//! spendrank Core Library
//!
//! Spend-ranking and leaderboard engine for the spendrank finance demo:
//! - Append-only CSV transaction store with snapshot reads
//! - Window filtering by category, state and timeframe
//! - Income-normalized spend ratios
//! - Tie-aware ranking and leaderboard neighborhoods
//! - Historical replay of rankings over past windows
//! - Per-category spending breakdown against the period budget

pub mod breakdown;
pub mod config;
pub mod error;
pub mod history;
pub mod leaderboard;
pub mod models;
pub mod normalize;
pub mod ranking;
pub mod store;
pub mod window;

/// Test utilities including record fixtures and scratch stores
#[cfg(any(test, feature = "test-utils"))]
pub mod test_utils;

pub use config::Config;
pub use error::{Error, Result};
pub use models::{
    Category, DisplayEntry, History, NewTransaction, Neighbor, RankOutcome, RankedUser, RawPoint,
    Role, SpendingBreakdown, Timeframe, TransactionRecord, UserProfile,
};
pub use store::{Ledger, Snapshot};
pub use window::{Window, WindowFilter};
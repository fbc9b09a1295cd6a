//! CLI command tests
//!
//! This module contains all tests for the CLI commands.

use std::fs;

use spendrank_core::test_utils::{at, two_user_market, write_store, RecordBuilder};
use spendrank_core::{Category, Error, Ledger};
use tempfile::TempDir;

use crate::commands;

fn setup_ledger() -> (TempDir, Ledger) {
    let dir = tempfile::tempdir().unwrap();
    let path = write_store(dir.path(), &two_user_market());
    let ledger = Ledger::open(&path).unwrap();
    (dir, ledger)
}

fn reference() -> chrono::DateTime<chrono::Utc> {
    at(2019, 2, 15)
}

// ========== Rank Command Tests ==========

#[test]
fn test_cmd_rank_two_users() {
    let (_dir, ledger) = setup_ledger();

    let report =
        commands::cmd_rank(&ledger, "A", "grocery", "m", None, reference()).unwrap();
    assert_eq!(report.user_spent_ratio, 0.1);
    assert_eq!(report.user_rank, Some(2));
    assert_eq!(report.num_users, 2);
    assert_eq!(report.top_users, vec!["B", "A"]);
    assert_eq!(report.top_spent_ratios, vec![0.2, 0.1]);
    assert_eq!(report.display_entries.len(), 2);
    assert_eq!(report.display_entries[0].name, "Bob");
    assert_eq!(report.display_entries[1].name, "Alice");
    assert_eq!(report.top_percent, Some(100.0));
}

#[test]
fn test_cmd_rank_json_shape() {
    let (_dir, ledger) = setup_ledger();

    let report =
        commands::cmd_rank(&ledger, "B", "grocery", "monthly", None, reference()).unwrap();
    let json = serde_json::to_value(&report).unwrap();
    assert_eq!(json["userRank"], 1);
    assert_eq!(json["numUsers"], 2);
    assert_eq!(json["topUsers"][0], "B");
    assert_eq!(json["displayEntries"][0]["name"], "Bob");
    assert!(json.get("refTime").is_some());
}

#[test]
fn test_cmd_rank_unknown_user() {
    let (_dir, ledger) = setup_ledger();

    let err = commands::cmd_rank(&ledger, "nobody", "grocery", "m", None, reference())
        .unwrap_err();
    assert!(matches!(
        err.downcast_ref::<Error>(),
        Some(Error::UnknownUser(id)) if id == "nobody"
    ));
}

#[test]
fn test_cmd_rank_known_user_without_spend() {
    let (_dir, ledger) = setup_ledger();

    // Known user, but nothing in travel this month
    let report = commands::cmd_rank(&ledger, "A", "travel", "m", None, reference()).unwrap();
    assert_eq!(report.user_rank, None);
    assert_eq!(report.user_spent_ratio, 0.0);
    assert_eq!(report.num_users, 0);
    assert!(report.top_users.is_empty());
    assert!(report.display_entries.is_empty());
}

#[test]
fn test_cmd_rank_invalid_inputs() {
    let (_dir, ledger) = setup_ledger();

    let err = commands::cmd_rank(&ledger, "A", "groceries", "m", None, reference()).unwrap_err();
    assert!(matches!(
        err.downcast_ref::<Error>(),
        Some(Error::InvalidCategory(_))
    ));

    let err = commands::cmd_rank(&ledger, "A", "grocery", "y", None, reference()).unwrap_err();
    assert!(matches!(
        err.downcast_ref::<Error>(),
        Some(Error::InvalidTimeframe(_))
    ));
}

#[test]
fn test_cmd_rank_state_filter() {
    let dir = tempfile::tempdir().unwrap();
    let mut records = two_user_market();
    records.push(
        RecordBuilder::new("C", 60_000.0)
            .state("CA")
            .spend(4_000.0),
    );
    let path = write_store(dir.path(), &records);
    let ledger = Ledger::open(&path).unwrap();

    let all = commands::cmd_rank(&ledger, "A", "grocery", "m", None, reference()).unwrap();
    assert_eq!(all.user_rank, Some(3));

    let ny = commands::cmd_rank(&ledger, "A", "grocery", "m", Some("ny"), reference()).unwrap();
    assert_eq!(ny.user_rank, Some(2));
    assert_eq!(ny.num_users, 2);
}

#[test]
fn test_cmd_rank_reference_out_of_range() {
    let (_dir, ledger) = setup_ledger();
    let config = spendrank_core::Config::default();

    // Earliest instant chrono represents; parses, but no window fits before it
    let reference = commands::resolve_reference(&config, Some("-8334601228800")).unwrap();
    let err = commands::cmd_rank(&ledger, "A", "grocery", "d", None, reference).unwrap_err();
    assert!(matches!(
        err.downcast_ref::<Error>(),
        Some(Error::InvalidData(_))
    ));

    let result = commands::cmd_history(&ledger, "A", "grocery", "d", None, reference, 3);
    assert!(result.is_err());
}

// ========== History Command Tests ==========

#[test]
fn test_cmd_history() {
    let (_dir, ledger) = setup_ledger();

    let report =
        commands::cmd_history(&ledger, "A", "grocery", "m", None, reference(), 3).unwrap();
    assert_eq!(report.rank_series.len(), 1);
    assert_eq!(report.rank_series.get(&reference()), Some(&2));
    assert_eq!(report.ratio_series.get(&reference()), Some(&0.1));
    assert_eq!(report.raw_series[&reference()].len(), 1);
    assert_eq!(report.raw_series[&reference()][0].amount, 1_000.0);
}

#[test]
fn test_cmd_history_unknown_user() {
    let (_dir, ledger) = setup_ledger();

    let result = commands::cmd_history(&ledger, "Z", "grocery", "m", None, reference(), 3);
    assert!(result.is_err());
}

// ========== Breakdown Command Tests ==========

#[test]
fn test_cmd_breakdown() {
    let (_dir, ledger) = setup_ledger();

    let report = commands::cmd_breakdown(&ledger, "B", "m", reference()).unwrap();
    assert_eq!(report.by_category.get(&Category::Grocery), Some(&1_000.0));
    assert_eq!(report.total, 1_000.0);
    assert_eq!(report.budget, 5_000.0);
    assert_eq!(report.budget_delta, 4_000.0);

    let json = serde_json::to_value(&report).unwrap();
    assert_eq!(json["byCategory"]["grocery"], 1_000.0);
    assert_eq!(json["budgetDelta"], 4_000.0);
}

#[test]
fn test_cmd_breakdown_unknown_user() {
    let (_dir, ledger) = setup_ledger();
    assert!(commands::cmd_breakdown(&ledger, "Z", "m", reference()).is_err());
}

// ========== Append Command Tests ==========

#[test]
fn test_cmd_append_then_rank() {
    let (_dir, ledger) = setup_ledger();

    let report = commands::cmd_append(
        &ledger,
        "A",
        "grocery",
        2_000.0,
        "NY",
        Some("2019-02-12"),
        reference(),
    )
    .unwrap();
    assert_eq!(report.appended.salary, 120_000.0);
    assert_eq!(report.appended.name, "Alice");
    assert_eq!(report.appended.timestamp, at(2019, 2, 12));
    assert_eq!(report.records, 3);

    // A now spends 3000 of 10000, ahead of B's 0.2
    let rank = commands::cmd_rank(&ledger, "A", "grocery", "m", None, reference()).unwrap();
    assert_eq!(rank.user_spent_ratio, 0.3);
    assert_eq!(rank.user_rank, Some(1));
}

#[test]
fn test_cmd_append_defaults_to_reference_time() {
    let (_dir, ledger) = setup_ledger();

    let report =
        commands::cmd_append(&ledger, "B", "travel", 10.0, "CA", None, reference()).unwrap();
    assert_eq!(report.appended.timestamp, reference());
}

#[test]
fn test_cmd_append_persists() {
    let (dir, ledger) = setup_ledger();
    commands::cmd_append(&ledger, "B", "home", 42.0, "NY", None, reference()).unwrap();

    let reopened = Ledger::open(dir.path().join("store.csv")).unwrap();
    assert_eq!(reopened.snapshot().len(), 3);
}

#[test]
fn test_cmd_append_rejects_bad_input() {
    let (dir, ledger) = setup_ledger();
    let before = fs::read_to_string(dir.path().join("store.csv")).unwrap();

    assert!(commands::cmd_append(&ledger, "Z", "grocery", 1.0, "NY", None, reference()).is_err());
    assert!(commands::cmd_append(&ledger, "A", "grocery", -1.0, "NY", None, reference()).is_err());
    assert!(commands::cmd_append(&ledger, "A", "gadgets", 1.0, "NY", None, reference()).is_err());
    assert!(
        commands::cmd_append(&ledger, "A", "grocery", 1.0, "NY", Some("soon"), reference())
            .is_err()
    );

    let after = fs::read_to_string(dir.path().join("store.csv")).unwrap();
    assert_eq!(before, after);
    assert_eq!(ledger.snapshot().len(), 2);
}

// ========== Status Command Tests ==========

#[test]
fn test_cmd_status() {
    let (_dir, ledger) = setup_ledger();

    let before = commands::cmd_status(&ledger).unwrap();
    assert_eq!(before.records, 2);
    assert_eq!(before.users, 2);
    assert!(before.path.ends_with("store.csv"));

    commands::cmd_append(&ledger, "A", "misc", 5.0, "NY", None, reference()).unwrap();
    let after = commands::cmd_status(&ledger).unwrap();
    assert_eq!(after.records, 3);
    assert!(after.version > before.version);
    assert_ne!(after.fingerprint, before.fingerprint);
}

#[test]
fn test_cmd_status_in_memory() {
    let ledger = Ledger::in_memory(two_user_market());
    let report = commands::cmd_status(&ledger).unwrap();
    assert_eq!(report.path, ":memory:");
}

// ========== Config Helper Tests ==========

#[test]
fn test_load_config_store_flag_wins() {
    let dir = tempfile::tempdir().unwrap();
    let config_path = dir.path().join("config.toml");
    fs::write(
        &config_path,
        "store_path = \"from-file.csv\"\nhistory_buckets = 4\n",
    )
    .unwrap();

    let from_file = commands::load_config(None, Some(&config_path)).unwrap();
    assert_eq!(from_file.history_buckets, 4);

    let flag = dir.path().join("flag.csv");
    let config = commands::load_config(Some(&flag), Some(&config_path)).unwrap();
    assert_eq!(config.store_path, flag);
    assert_eq!(config.history_buckets, 4);
}

#[test]
fn test_load_config_missing_file() {
    let dir = tempfile::tempdir().unwrap();
    let missing = dir.path().join("nope.toml");
    assert!(commands::load_config(None, Some(&missing)).is_err());
}

#[test]
fn test_open_ledger_missing_store() {
    let dir = tempfile::tempdir().unwrap();
    let config = commands::load_config(Some(&dir.path().join("missing.csv")), None).unwrap();
    assert!(commands::open_ledger(&config).is_err());
}

#[test]
fn test_resolve_reference() {
    let config = spendrank_core::Config::default();

    assert_eq!(
        commands::resolve_reference(&config, None).unwrap(),
        config.reference_time
    );
    assert_eq!(
        commands::resolve_reference(&config, Some("2019-01-01")).unwrap(),
        at(2019, 1, 1)
    );
    assert_eq!(
        commands::resolve_reference(&config, Some("1550188800")).unwrap(),
        at(2019, 2, 15)
    );
    assert!(commands::resolve_reference(&config, Some("yesterday")).is_err());
}
//! API error types with HTTP response mapping.

use axum::extract::rejection::{JsonRejection, QueryRejection};
use axum::http::StatusCode;
use axum::response::{IntoResponse, Response};
use domain::DomainError;

/// API-level error type that maps to HTTP responses.
///
/// Every variant renders as `{ "error": <message> }`.
#[derive(Debug)]
pub enum ApiError {
    /// No route matches the request path.
    NotFound(String),
    /// The request body or query string could not be parsed.
    BadRequest(String),
    /// A rule rejected the operation.
    Domain(DomainError),
}

impl IntoResponse for ApiError {
    fn into_response(self) -> Response {
        let (status, message) = match self {
            ApiError::NotFound(msg) => (StatusCode::NOT_FOUND, msg),
            ApiError::BadRequest(msg) => (StatusCode::BAD_REQUEST, msg),
            ApiError::Domain(err) => (domain_status(&err), err.to_string()),
        };

        metrics::counter!("http_errors_total", "status" => status.as_str().to_owned())
            .increment(1);

        let body = serde_json::json!({ "error": message });
        (status, axum::Json(body)).into_response()
    }
}

fn domain_status(err: &DomainError) -> StatusCode {
    if err.is_not_found() {
        StatusCode::NOT_FOUND
    } else {
        StatusCode::BAD_REQUEST
    }
}

impl From<DomainError> for ApiError {
    fn from(err: DomainError) -> Self {
        ApiError::Domain(err)
    }
}

impl From<JsonRejection> for ApiError {
    fn from(rejection: JsonRejection) -> Self {
        ApiError::BadRequest(rejection.body_text())
    }
}

impl From<QueryRejection> for ApiError {
    fn from(rejection: QueryRejection) -> Self {
        ApiError::BadRequest(rejection.body_text())
    }
}
//! Value objects for the order domain.

use common::EntityId;
use serde::Serialize;
use serde_json::Value;

use crate::error::DomainError;
use crate::validation;

/// One dish within an order.
///
/// `dish_id` is a denormalized reference; it is not checked against the dish
/// store and is omitted when the client did not send one.
#[derive(Debug, Clone, PartialEq, Eq, Serialize)]
#[serde(rename_all = "camelCase")]
pub struct OrderLine {
    #[serde(skip_serializing_if = "Option::is_none")]
    pub dish_id: Option<EntityId>,
    pub quantity: u32,
}

impl OrderLine {
    /// Creates a line referencing a dish.
    pub fn new(dish_id: impl Into<EntityId>, quantity: u32) -> Self {
        Self {
            dish_id: Some(dish_id.into()),
            quantity,
        }
    }

    /// Validates the line at `index` of a payload's `dishes` list.
    ///
    /// The quantity must be a whole number greater than zero; the failure
    /// message carries the 0-based index.
    pub fn from_payload(index: usize, value: &Value) -> Result<Self, DomainError> {
        let quantity = validation::positive_integer(
            value.get("quantity"),
            "quantity",
            &format!("Dish {index} must have a quantity that is an integer greater than 0"),
        )?;
        let dish_id = value
            .get("dishId")
            .and_then(Value::as_str)
            .map(EntityId::from);

        Ok(Self { dish_id, quantity })
    }
}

# # # # # # #

TASK DIRECTIONS | Each line above that contains "QueryRejection" counts once; report the total of such lines and nothing more.

TASK RESPONSE | 3